HR 9344: EDUCATE Act of 2026
HR 9344 in plain English: The EDUCATE Act of 2026 would establish scholarship and grant programs aimed at supporting students, with funding authorized through fiscal year 2030. The bill authorizes $5,000,000 per year for one program and $100,000 per year for another, while capping individual scholarships at $10,000 per student per academic year.
Stated purpose
The bill aims to establish a marijuana agricultural research program at historically Black colleges and universities (known as 1890 institutions) and Hispanic-serving institutions, funding studies on cannabis cultivation, processing, and economic opportunities, and creating scholarships for students pursuing careers in marijuana or hemp agriculture.
Key points
- Authorizes $5,000,000 per year for fiscal years 2026–2030 to fund the main scholarship program
- Caps individual scholarship awards at $10,000 per student per academic year
- Allows up to $100,000 to be used for grants within a single academic year
- Authorizes $100,000 per year for fiscal years 2026–2030 for a separate program section
- Referred to the House Committee on Agriculture, suggesting an agricultural education focus
Arguments supporters make
- Directing research funds to historically underserved institutions gives minority and small-scale farmers practical knowledge to participate in a growing legal cannabis market they have historically been excluded from.

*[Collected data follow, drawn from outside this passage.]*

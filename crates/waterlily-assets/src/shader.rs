// Copyright 2025 eraflo
//
// Licensed under the Apache License, Version 2.0 (the "License");
// you may not use this file except in compliance with the License.
// You may obtain a copy of the License at
//
//     http://www.apache.org/licenses/LICENSE-2.0
//
// Unless required by applicable law or agreed to in writing, software
// distributed under the License is distributed on an "AS IS" BASIS,
// WITHOUT WARRANTIES OR CONDITIONS OF ANY KIND, either express or implied.
// See the License for the specific language governing permissions and
// limitations under the License.

//! GLSL to SPIR-V compilation through an external compiler process.
//!
//! The compiler is looked up in the system root under
//! [`AssetConfig::shader_compiler`] and always receives the argument vector
//! built by [`compiler_arguments`]. That vector is a compatibility surface
//! with `glslang` and must not change shape.

use crate::config::AssetConfig;
use crate::error::{AssetError, Result};
use crate::file::AssetFile;
use crate::file_type::FileType;
use crate::path::ResolvedPath;
use crate::process::execute;

/// The Vulkan environment the SPIR-V output targets.
pub const TARGET_ENV: &str = "vulkan1.3";
/// The entry point every shader must define.
pub const ENTRY_POINT: &str = "main";
/// The GLSL version sources are compiled as.
pub const GLSL_VERSION: &str = "460";

/// Builds the compiler's argument vector, excluding `argv[0]`.
pub fn compiler_arguments(output: &ResolvedPath, input: &ResolvedPath) -> Vec<String> {
    vec![
        "--target-env".to_string(),
        TARGET_ENV.to_string(),
        "-e".to_string(),
        ENTRY_POINT.to_string(),
        // No debug info, optimize for size.
        "-g0".to_string(),
        "-Os".to_string(),
        "--glsl-version".to_string(),
        GLSL_VERSION.to_string(),
        "--spirv-val".to_string(),
        "--lto".to_string(),
        "--quiet".to_string(),
        "-o".to_string(),
        output.to_string(),
        input.to_string(),
    ]
}

/// Compiles a shader source asset into its SPIR-V counterpart.
///
/// `source` may be Open or Closed; only its path is used. On success the
/// returned [`AssetFile`] describes the compiled binary (same basename,
/// [`FileType::ShaderVertexBinary`] or [`FileType::ShaderFragmentBinary`]) and
/// is Closed.
///
/// # Errors
/// - [`AssetError::WrongFileType`] if `source` is not a shader source.
/// - [`AssetError::CompilationFailed`] if the compiler exits nonzero. The
///   output file may have been left behind; removing it is up to the caller.
/// - Any error of [`execute`] when the compiler cannot be run at all.
pub fn compile_shader(config: &AssetConfig, source: &AssetFile) -> Result<AssetFile> {
    let Some(output_type) = source.file_type().compiled_counterpart() else {
        log::error!(
            "Cannot compile '{}': {:?} is not a shader source.",
            source.basename(),
            source.file_type()
        );
        return Err(AssetError::WrongFileType {
            basename: source.basename().to_string(),
            expected: "ShaderVertexSource or ShaderFragmentSource",
            found: source.file_type(),
        });
    };

    let output = AssetFile::new(source.basename(), output_type);
    let input_path = source.resolve(config)?;
    let output_path = output.resolve(config)?;
    let compiler = AssetFile::new(config.shader_compiler.as_str(), FileType::SystemExecutable);

    let status = execute(
        config,
        &compiler,
        compiler_arguments(&output_path, &input_path),
    )?;

    if status != 0 {
        log::error!("Shader compilation of '{input_path}' failed with exit status {status}.");
        if output_path.as_path().exists() {
            log::warn!("'{output_path}' exists after a failed compilation and may be stale or partial.");
        }
        return Err(AssetError::CompilationFailed {
            path: input_path.into(),
            status,
        });
    }

    log::debug!("Compiled '{input_path}' into '{output_path}'.");
    Ok(output)
}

- Federal investment in marijuana agricultural science fills a real knowledge gap, since cannabis remains under-studied compared to other crops, and better agronomic data could benefit soil health, water use, and sustainability broadly.

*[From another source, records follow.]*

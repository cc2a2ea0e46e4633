// Copyright 2025 eraflo
//
// Licensed under the Apache License, Version 2.0 (the "License");
// you may not use this file except in compliance with the License.
// You may obtain a copy of the License at
//
//     http://www.apache.org/licenses/LICENSE-2.0
//
// Unless required by applicable law or agreed to in writing, software
// distributed under the License is distributed on an "AS IS" BASIS,
// WITHOUT WARRANTIES OR CONDITIONS OF ANY KIND, either express or implied.
// See the License for the specific language governing permissions and
// limitations under the License.

//! The type registry: every logical file type and where its files live.
//!
//! Each [`FileType`] variant owns a static [`FileTypeDescriptor`] describing the
//! root it resolves against, the subdirectory below that root and the suffix
//! appended to the basename. The table is `const` data and never changes at
//! runtime.

/// The directory a file type resolves against.
#[derive(Debug, Clone, Copy, PartialEq, Eq, Hash)]
pub enum RootKind {
    /// The configured asset root (e.g. `./Resources`).
    Asset,
    /// The configured system tool root (e.g. `/usr/bin`).
    System,
}

/// The pipeline stage a shader file belongs to.
#[derive(Debug, Clone, Copy, PartialEq, Eq, Hash)]
pub enum ShaderStage {
    /// The vertex shader stage.
    Vertex,
    /// The fragment (or pixel) shader stage.
    Fragment,
}

/// Static metadata attached to a [`FileType`].
#[derive(Debug, Clone, Copy, PartialEq, Eq)]
pub struct FileTypeDescriptor {
    /// The root directory kind.
    pub root: RootKind,
    /// The subdirectory below the root; empty for files living at the root.
    pub subdirectory: &'static str,
    /// The string appended after the basename; may encode role and extension.
    pub suffix: &'static str,
}

const TEXT: FileTypeDescriptor = FileTypeDescriptor {
    root: RootKind::Asset,
    subdirectory: "",
    suffix: ".txt",
};

const SHADER_VERTEX_SOURCE: FileTypeDescriptor = FileTypeDescriptor {
    root: RootKind::Asset,
    subdirectory: "Shaders/Source",
    suffix: ".vert",
};

const SHADER_FRAGMENT_SOURCE: FileTypeDescriptor = FileTypeDescriptor {
    root: RootKind::Asset,
    subdirectory: "Shaders/Source",
    suffix: ".frag",
};

const SHADER_VERTEX_BINARY: FileTypeDescriptor = FileTypeDescriptor {
    root: RootKind::Asset,
    subdirectory: "Shaders/Compiled",
    suffix: "-vert.spv",
};

const SHADER_FRAGMENT_BINARY: FileTypeDescriptor = FileTypeDescriptor {
    root: RootKind::Asset,
    subdirectory: "Shaders/Compiled",
    suffix: "-frag.spv",
};

const SYSTEM_EXECUTABLE: FileTypeDescriptor = FileTypeDescriptor {
    root: RootKind::System,
    subdirectory: "",
    suffix: "",
};

/// The logical type of an asset file.
#[derive(Debug, Clone, Copy, PartialEq, Eq, Hash)]
pub enum FileType {
    /// Plain text, stored directly under the asset root.
    Text,
    /// GLSL vertex shader source.
    ShaderVertexSource,
    /// GLSL fragment shader source.
    ShaderFragmentSource,
    /// Compiled SPIR-V vertex shader.
    ShaderVertexBinary,
    /// Compiled SPIR-V fragment shader.
    ShaderFragmentBinary,
    /// An external tool, resolved against the system root and run as a process.
    SystemExecutable,
}

impl FileType {
    /// Every file type, in declaration order.
    pub const ALL: [FileType; 6] = [
        FileType::Text,
        FileType::ShaderVertexSource,
        FileType::ShaderFragmentSource,
        FileType::ShaderVertexBinary,
        FileType::ShaderFragmentBinary,
        FileType::SystemExecutable,
    ];

    /// Returns the registry entry for this type.
    pub const fn descriptor(self) -> &'static FileTypeDescriptor {
        match self {
            FileType::Text => &TEXT,
            FileType::ShaderVertexSource => &SHADER_VERTEX_SOURCE,
            FileType::ShaderFragmentSource => &SHADER_FRAGMENT_SOURCE,
            FileType::ShaderVertexBinary => &SHADER_VERTEX_BINARY,
            FileType::ShaderFragmentBinary => &SHADER_FRAGMENT_BINARY,
            FileType::SystemExecutable => &SYSTEM_EXECUTABLE,
        }
    }

    /// Shorthand for `self.descriptor().subdirectory`.
    pub const fn subdirectory(self) -> &'static str {
        self.descriptor().subdirectory
    }

    /// Shorthand for `self.descriptor().suffix`.
    pub const fn suffix(self) -> &'static str {
        self.descriptor().suffix
    }

    /// Shorthand for `self.descriptor().root`.
    pub const fn root(self) -> RootKind {
        self.descriptor().root
    }

    /// Whether loads of this type are treated as text and NUL-terminated by
    /// [`crate::AssetFile::load_into`].
    pub const fn is_text_like(self) -> bool {
        matches!(
            self,
            FileType::Text | FileType::ShaderVertexSource | FileType::ShaderFragmentSource
        )
    }

    /// The shader stage of a shader source or binary, `None` for other types.
    pub const fn shader_stage(self) -> Option<ShaderStage> {
        match self {
            FileType::ShaderVertexSource | FileType::ShaderVertexBinary => {
                Some(ShaderStage::Vertex)
            }
            FileType::ShaderFragmentSource | FileType::ShaderFragmentBinary => {
                Some(ShaderStage::Fragment)
            }
            _ => None,
        }
    }

    /// The binary type a shader source compiles to, `None` for non-sources.
    pub const fn compiled_counterpart(self) -> Option<FileType> {
        match self {
            FileType::ShaderVertexSource => Some(FileType::ShaderVertexBinary),
            FileType::ShaderFragmentSource => Some(FileType::ShaderFragmentBinary),
            _ => None,
        }
    }
}

#[cfg(test)]
mod tests {
    use super::*;

    #[test]
    fn only_text_and_executables_may_lack_a_suffix() {
        for file_type in FileType::ALL {
            match file_type {
                FileType::SystemExecutable | FileType::Text => {}
                other => assert!(
                    !other.suffix().is_empty(),
                    "{other:?} must carry a suffix"
                ),
            }
        }
    }

    #[test]
    fn only_executables_resolve_against_the_system_root() {
        for file_type in FileType::ALL {
            let expected = if file_type == FileType::SystemExecutable {
                RootKind::System
            } else {
                RootKind::Asset
            };
            assert_eq!(file_type.root(), expected);
        }
        assert!(FileType::SystemExecutable.subdirectory().is_empty());
    }

    #[test]
    fn sources_compile_to_the_binary_of_the_same_stage() {
        for source in [FileType::ShaderVertexSource, FileType::ShaderFragmentSource] {
            let binary = source.compiled_counterpart().unwrap();
            assert_eq!(source.shader_stage(), binary.shader_stage());
            assert_eq!(binary.subdirectory(), "Shaders/Compiled");
            assert!(binary.suffix().ends_with(".spv"));
        }
        assert_eq!(FileType::Text.compiled_counterpart(), None);
        assert_eq!(FileType::ShaderVertexBinary.compiled_counterpart(), None);
    }

    #[test]
    fn text_like_types_are_sources_and_text() {
        assert!(FileType::Text.is_text_like());
        assert!(FileType::ShaderFragmentSource.is_text_like());
        assert!(!FileType::ShaderVertexBinary.is_text_like());
        assert!(!FileType::SystemExecutable.is_text_like());
    }
}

- Scholarships tied to this program create pathways for students at under-resourced institutions to enter an emerging industry, building workforce capacity and economic opportunity in communities that have faced disproportionate harm from past drug policies.
Arguments opponents make
- Marijuana remains a federally controlled substance, creating legal uncertainty for institutions, researchers, and students who participate, and critics argue federal funds should not support research into a drug that is still illegal under federal law.

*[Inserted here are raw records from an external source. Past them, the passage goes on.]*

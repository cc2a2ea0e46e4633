// Copyright 2025 eraflo
//
// Licensed under the Apache License, Version 2.0 (the "License");
// you may not use this file except in compliance with the License.
// You may obtain a copy of the License at
//
//     http://www.apache.org/licenses/LICENSE-2.0
//
// Unless required by applicable law or agreed to in writing, software
// distributed under the License is distributed on an "AS IS" BASIS,
// WITHOUT WARRANTIES OR CONDITIONS OF ANY KIND, either express or implied.
// See the License for the specific language governing permissions and
// limitations under the License.

use crate::helpers::*;
use anyhow::{bail, Context, Result};
use std::fs;
use std::path::Path;
use std::time::Instant;
use walkdir::WalkDir;
use waterlily_assets::{compile_shader, AssetConfig, AssetFile, FileType};

/// Compiles every shader source under `<asset_root>/Shaders/Source`.
pub fn compile_all(config: &AssetConfig) -> Result<()> {
    print_task_start("Compiling Shaders", BRUSH, MAGENTA);

    let source_dir = config
        .asset_root
        .join(FileType::ShaderVertexSource.subdirectory());
    if !source_dir.is_dir() {
        print_error(&format!(
            "No shader source directory at '{}'. Nothing to compile.",
            source_dir.display()
        ));
        return Ok(());
    }

    let output_dir = config
        .asset_root
        .join(FileType::ShaderVertexBinary.subdirectory());
    fs::create_dir_all(&output_dir).with_context(|| {
        format!(
            "Failed to create shader output directory '{}'",
            output_dir.display()
        )
    })?;

    let sources = find_shader_sources(&source_dir);
    if sources.is_empty() {
        print_success("No shader sources found.");
        return Ok(());
    }
    print_info(&format!(
        "Found {} shader sources in '{}'.",
        sources.len(),
        source_dir.display()
    ));

    let start_time = Instant::now();
    let mut succeeded = 0;
    for source in &sources {
        match compile_shader(config, source) {
            Ok(binary) => {
                succeeded += 1;
                print_success(&format!(
                    "{} ({:?}) -> {:?}",
                    source.basename(),
                    source.file_type(),
                    binary.file_type()
                ));
            }
            Err(e) => print_error(&e.to_string()),
        }
    }
    print_summary(succeeded, sources.len(), start_time.elapsed().as_secs_f64());

    if succeeded != sources.len() {
        bail!(
            "{} of {} shaders failed to compile",
            sources.len() - succeeded,
            sources.len()
        );
    }
    Ok(())
}

/// Lists the `.vert` and `.frag` files directly inside `source_dir`, sorted
/// by basename so output is stable across runs.
fn find_shader_sources(source_dir: &Path) -> Vec<AssetFile> {
    let mut sources: Vec<AssetFile> = WalkDir::new(source_dir)
        .max_depth(1)
        .sort_by_file_name()
        .into_iter()
        .filter_map(|entry| entry.ok())
        .filter(|entry| entry.file_type().is_file())
        .filter_map(|entry| {
            let path = entry.path();
            let file_type = match path.extension()?.to_str()? {
                "vert" => FileType::ShaderVertexSource,
                "frag" => FileType::ShaderFragmentSource,
                _ => return None,
            };
            let basename = path.file_stem()?.to_str()?;
            Some(AssetFile::new(basename, file_type))
        })
        .collect();
    sources.sort_by(|a, b| a.basename().cmp(b.basename()));
    sources
}

#[cfg(test)]
mod tests {
    use super::*;
    use tempfile::tempdir;

    #[test]
    fn finds_only_shader_sources() -> Result<()> {
        let dir = tempdir()?;
        fs::write(dir.path().join("b.frag"), "")?;
        fs::write(dir.path().join("a.vert"), "")?;
        fs::write(dir.path().join("notes.txt"), "")?;
        fs::create_dir(dir.path().join("nested.vert"))?;

        let found: Vec<_> = find_shader_sources(dir.path())
            .iter()
            .map(|file| (file.basename().to_string(), file.file_type()))
            .collect();

        assert_eq!(
            found,
            [
                ("a".to_string(), FileType::ShaderVertexSource),
                ("b".to_string(), FileType::ShaderFragmentSource),
            ]
        );
        Ok(())
    }

    #[test]
    fn missing_source_directory_is_not_an_error() -> Result<()> {
        let dir = tempdir()?;
        let config = AssetConfig::with_roots(dir.path(), "/usr/bin");
        compile_all(&config)
    }
}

- The authorized funding levels are very modest — $5 million per year for research and only $100,000 per year for scholarships — leading skeptics to question whether the program is large enough to produce meaningful scientific or economic results.
- Critics may argue that narrowly tying agricultural research grants to a single crop like marijuana, rather than broadening support for 1890 institutions across all food and agricultural sciences, is an inefficient use of limited federal education and research dollars.
Tradeoffs
The bill extends federal agricultural research infrastructure to an industry that is legal in many states but still federally prohibited, balancing potential economic and scientific benefits for underserved communities against the legal and political complications of federal involvement with a controlled substance.
Current status in Congress: In committee.